Essentially, online software simply provided another way to play games already covered in the compact.

Department of Interior Bars the Way

That is a much different opinion than the one held by the US Department of Interior, which challenged two Oklahoma tribes, the Cheyenne and Arapaho tribes, when they tried to launch similar online casino (PokerTribes.com) in 2013. The Interior Department banned the site from operation, saying it violated both the gaming compact with Oklahoma and the federal Indian Gaming Regulatory Act. That ban led to a lawsuit by the Cheyenne and Arapaho tribes in 2013.

The case never was heard by a judge, because the Cheyenne and Arapaho tribes had a leadership election which brought new leaders to the tribe. Those leaders chose to drop the court case when they came to power.

Bobby Walkup’s Plan

Now, the Iowa Tribe of Oklahoma’s leader, Bobby Walkup, has asked for a US District Court Judge in Oklahoma City to certify Charles Chapel’s ruling. If successful, the tribe would launch a website named Pokertribe.com, which would off poker-only at first. Eventually, Bobby Walkup hopes to expand the site to include online slots, blackjack, baccarat, pull-tabs, and bingo.

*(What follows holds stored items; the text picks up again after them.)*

//! LLM-judged semantic operations: entity/relationship/tag extraction,
//! importance rating, duplicate testing, and conflict resolution.
//!
//! Every operation degrades safely: disabled config or any failure collapses
//! to a neutral default (no extraction, importance 0.5, "unique", "skip").
//! The LLM's JSON is never trusted: [`validate_extraction`] coerces unknown
//! values to safe defaults or drops the record.

use serde::Deserialize;
use tokio_util::sync::CancellationToken;
use tracing::{debug, warn};

use crate::llm::{self, LlmConfig};
use crate::prompts;
use crate::store::{EntityInput, EntityType, MemoryCategory, RelationInput, RelationType, TagInput};
use crate::thresholds::{IMPORTANCE_DEFAULT, IMPORTANCE_MAX, IMPORTANCE_MIN, SEMANTIC_DUP_FAST_PATH};

#[derive(Debug, Clone, Default, PartialEq)]
pub struct ExtractionResult {
    pub category: Option<MemoryCategory>,
    pub entities: Vec<EntityInput>,
    pub relationships: Vec<RelationInput>,
    pub tags: Vec<TagInput>,
}

impl ExtractionResult {
    pub fn is_empty(&self) -> bool {
        self.entities.is_empty() && self.relationships.is_empty() && self.tags.is_empty()
    }
}

#[derive(Debug, Clone, Copy, PartialEq, Eq)]
pub enum ConflictChoice {
    KeepA,
    KeepB,
    Both,
    Skip,
}

// ---------------------------------------------------------------------------
// Raw wire shapes — what the model actually returns
// ---------------------------------------------------------------------------

#[derive(Debug, Default, Deserialize)]
pub struct RawExtraction {
    #[serde(default)]
    pub category: Option<String>,
    #[serde(default)]
    pub entities: Vec<RawEntity>,
    #[serde(default)]
    pub relationships: Vec<RawRelation>,
    #[serde(default)]
    pub tags: Vec<RawTag>,
}

#[derive(Debug, Deserialize)]
pub struct RawEntity {
    #[serde(default)]
    pub name: String,
    #[serde(rename = "type", default)]
    pub etype: Option<String>,
    #[serde(default)]
    pub aliases: Option<Vec<String>>,
    #[serde(default)]
    pub description: Option<String>,
}

#[derive(Debug, Deserialize)]
pub struct RawRelation {
    #[serde(default)]
    pub source: String,
    #[serde(default)]
    pub target: String,
    #[serde(rename = "type", default)]
    pub rtype: String,
    #[serde(default)]
    pub confidence: Option<f64>,
}

#[derive(Debug, Deserialize)]
pub struct RawTag {
    #[serde(default)]
    pub name: String,
    #[serde(default)]
    pub category: Option<String>,
}

/// Coerce a raw extraction into the typed model.
///
/// - unknown entity types collapse to `concept`
/// - unknown categories become unset; `core` is never extractor-assignable
/// - unknown relationship types drop the whole relationship
/// - names and aliases are lowercased and trimmed; empty names drop the record
/// - confidence is clamped to [0, 1], defaulting to 0.7
pub fn validate_extraction(raw: RawExtraction) -> ExtractionResult {
    let category = raw
        .category
        .as_deref()
        .and_then(MemoryCategory::parse)
        .filter(|c| *c != MemoryCategory::Core);

    let mut entities = Vec::with_capacity(raw.entities.len());
    for e in raw.entities {
        let name = e.name.trim().to_lowercase();
        if name.is_empty() {
            continue;
        }
        let etype = e
            .etype
            .as_deref()
            .and_then(EntityType::parse)
            .unwrap_or(EntityType::Concept);
        let aliases = e
            .aliases
            .unwrap_or_default()
            .into_iter()
            .map(|a| a.trim().to_lowercase())
            .filter(|a| !a.is_empty() && *a != name)
            .collect();
        entities.push(EntityInput {
            name,
            etype,
            aliases,
            description: e.description.filter(|d| !d.trim().is_empty()),
        });
    }

    let mut relationships = Vec::with_capacity(raw.relationships.len());
    for r in raw.relationships {
        let Some(rtype) = RelationType::parse(&r.rtype) else {
            debug!(rtype = %r.rtype, "unknown relationship type, dropping");
            continue;
        };
        let source = r.source.trim().to_lowercase();
        let target = r.target.trim().to_lowercase();
        if source.is_empty() || target.is_empty() {
            continue;
        }
        relationships.push(RelationInput {
            source,
            target,
            rtype,
            confidence: r.confidence.unwrap_or(0.7).clamp(0.0, 1.0),
        });
    }

    let mut tags = Vec::with_capacity(raw.tags.len());
    for t in raw.tags {
        let name = t.name.trim().to_lowercase();
        if name.is_empty() {
            continue;
        }
        tags.push(TagInput {
            name,
            category: t
                .category
                .map(|c| c.trim().to_string())
                .filter(|c| !c.is_empty())
                .unwrap_or_else(|| "topic".into()),
        });
    }

    ExtractionResult { category, entities, relationships, tags }
}

/// Pull a JSON object out of LLM output that may be wrapped in markdown
/// fences or prose.
pub fn unwrap_json_object(raw: &str) -> &str {
    let trimmed = raw.trim();
    if let (Some(start), Some(end)) = (trimmed.find('{'), trimmed.rfind('}')) {
        if start < end {
            return &trimmed[start..=end];
        }
    }
    trimmed
}

// ---------------------------------------------------------------------------
// Operations
// ---------------------------------------------------------------------------

/// Extract entities, relationships, tags, and a category from one memory.
///
/// Returns `(result, transient)`: `(None, true)` for retryable LLM failures,
/// `(None, false)` for permanent ones (including unparseable JSON) and for
/// disabled config.
pub async fn extract_entities(
    cfg: &LlmConfig,
    text: &str,
    cancel: &CancellationToken,
) -> (Option<ExtractionResult>, bool) {
    if !cfg.enabled {
        return (None, false);
    }

    let raw = match llm::chat_stream(cfg, prompts::EXTRACT_SYSTEM, text, cancel).await {
        Ok(r) => r,
        Err(e) => {
            let transient = e.is_transient();
            warn!(error = %e, transient, "entity extraction call failed");
            return (None, transient);
        }
    };

    match serde_json::from_str::<RawExtraction>(unwrap_json_object(&raw)) {
        Ok(parsed) => (Some(validate_extraction(parsed)), false),
        Err(e) => {
            warn!(error = %e, "extraction JSON unparseable");
            (None, false)
        }
    }
}

/// Rate a memory's long-term importance on the 1-10 rubric, mapped into
/// [0.1, 1.0]. Any failure (or disabled config) yields the neutral 0.5.
pub async fn rate_importance(cfg: &LlmConfig, text: &str) -> f64 {
    if !cfg.enabled {
        return IMPORTANCE_DEFAULT;
    }
    match llm::chat(cfg, prompts::IMPORTANCE_SYSTEM, text).await {
        Ok(raw) => parse_importance(&raw).unwrap_or(IMPORTANCE_DEFAULT),
        Err(e) => {
            warn!(error = %e, "importance rating failed, using default");
            IMPORTANCE_DEFAULT
        }
    }
}

fn parse_importance(raw: &str) -> Option<f64> {
    let score: f64 = raw
        .split(|c: char| !c.is_ascii_digit() && c != '.')
        .find(|s| !s.is_empty())?
        .parse()
        .ok()?;
    Some((score / 10.0).clamp(IMPORTANCE_MIN, IMPORTANCE_MAX))
}

/// LLM-judged duplicate test with a vector fast path: a pair below the
/// cosine pre-screen is distinct without a call. Fails open (false) so an
/// unreachable LLM never blocks storage.
pub async fn is_semantic_duplicate(
    cfg: &LlmConfig,
    new_text: &str,
    existing_text: &str,
    vector_sim: Option<f64>,
    cancel: &CancellationToken,
) -> bool {
    if let Some(sim) = vector_sim {
        if sim < SEMANTIC_DUP_FAST_PATH {
            return false;
        }
    }
    if !cfg.enabled {
        return false;
    }

    #[derive(Deserialize)]
    struct Verdict {
        verdict: String,
    }

    let user = format!("NEW:\n{new_text}\n\nEXISTING:\n{existing_text}");
    match llm::chat_stream(cfg, prompts::DUPLICATE_SYSTEM, &user, cancel).await {
        Ok(raw) => serde_json::from_str::<Verdict>(unwrap_json_object(&raw))
            .map(|v| v.verdict == "duplicate")
            .unwrap_or(false),
        Err(e) => {
            warn!(error = %e, "duplicate check failed, keeping both");
            false
        }
    }
}

/// Ask which of two potentially contradictory memories to keep. Fails safe
/// to `Skip`: both survive when the oracle is unavailable or unclear.
pub async fn resolve_conflict(
    cfg: &LlmConfig,
    text_a: &str,
    text_b: &str,
    cancel: &CancellationToken,
) -> ConflictChoice {
    if !cfg.enabled {
        return ConflictChoice::Skip;
    }

    #[derive(Deserialize)]
    struct Keep {
        keep: String,
    }

    let user = format!("A:\n{text_a}\n\nB:\n{text_b}");
    match llm::chat_stream(cfg, prompts::CONFLICT_SYSTEM, &user, cancel).await {
        Ok(raw) => match serde_json::from_str::<Keep>(unwrap_json_object(&raw)) {
            Ok(k) => match k.keep.as_str() {
                "a" => ConflictChoice::KeepA,
                "b" => ConflictChoice::KeepB,
                "both" => ConflictChoice::Both,
                _ => ConflictChoice::Skip,
            },
            Err(e) => {
                warn!(error = %e, "conflict verdict unparseable, skipping");
                ConflictChoice::Skip
            }
        },
        Err(e) => {
            warn!(error = %e, "conflict resolution failed, skipping");
            ConflictChoice::Skip
        }
    }
}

The software provider for the PokerTribe website would be Universal Entertainment Group (UEG), a Florida company not well-known in the online gambling industry. According to one prominent online gaming website, UEG reached a $4.2 million settlement with the Federal Trade Commission for “deceptive telemarketing” in 2011. In an interview with The Oklahoman recently, UEG CEO Isaias Almir said his company could launch the PokerTribe site “in a few weeks”, if it was approved.

Implications of the Case

It is an interesting legal sidenote for now, because most experts believe the Iowa Tribe’s legal challenge won’t be successful. If it is, expect to see a bevy of Native American tribal gaming authorities launch their own gaming portals. One has to imagine the Cheyenne and Arapaho tribes might give another try. Foxwoods Casino and Mohegan Sun already have free-to-play online casino sites, so they could turn those operations into real money sites quickly. The California-based Pechanga website is seemingly ubiquitous, so it would be well-placed in a new online tribal gaming industry.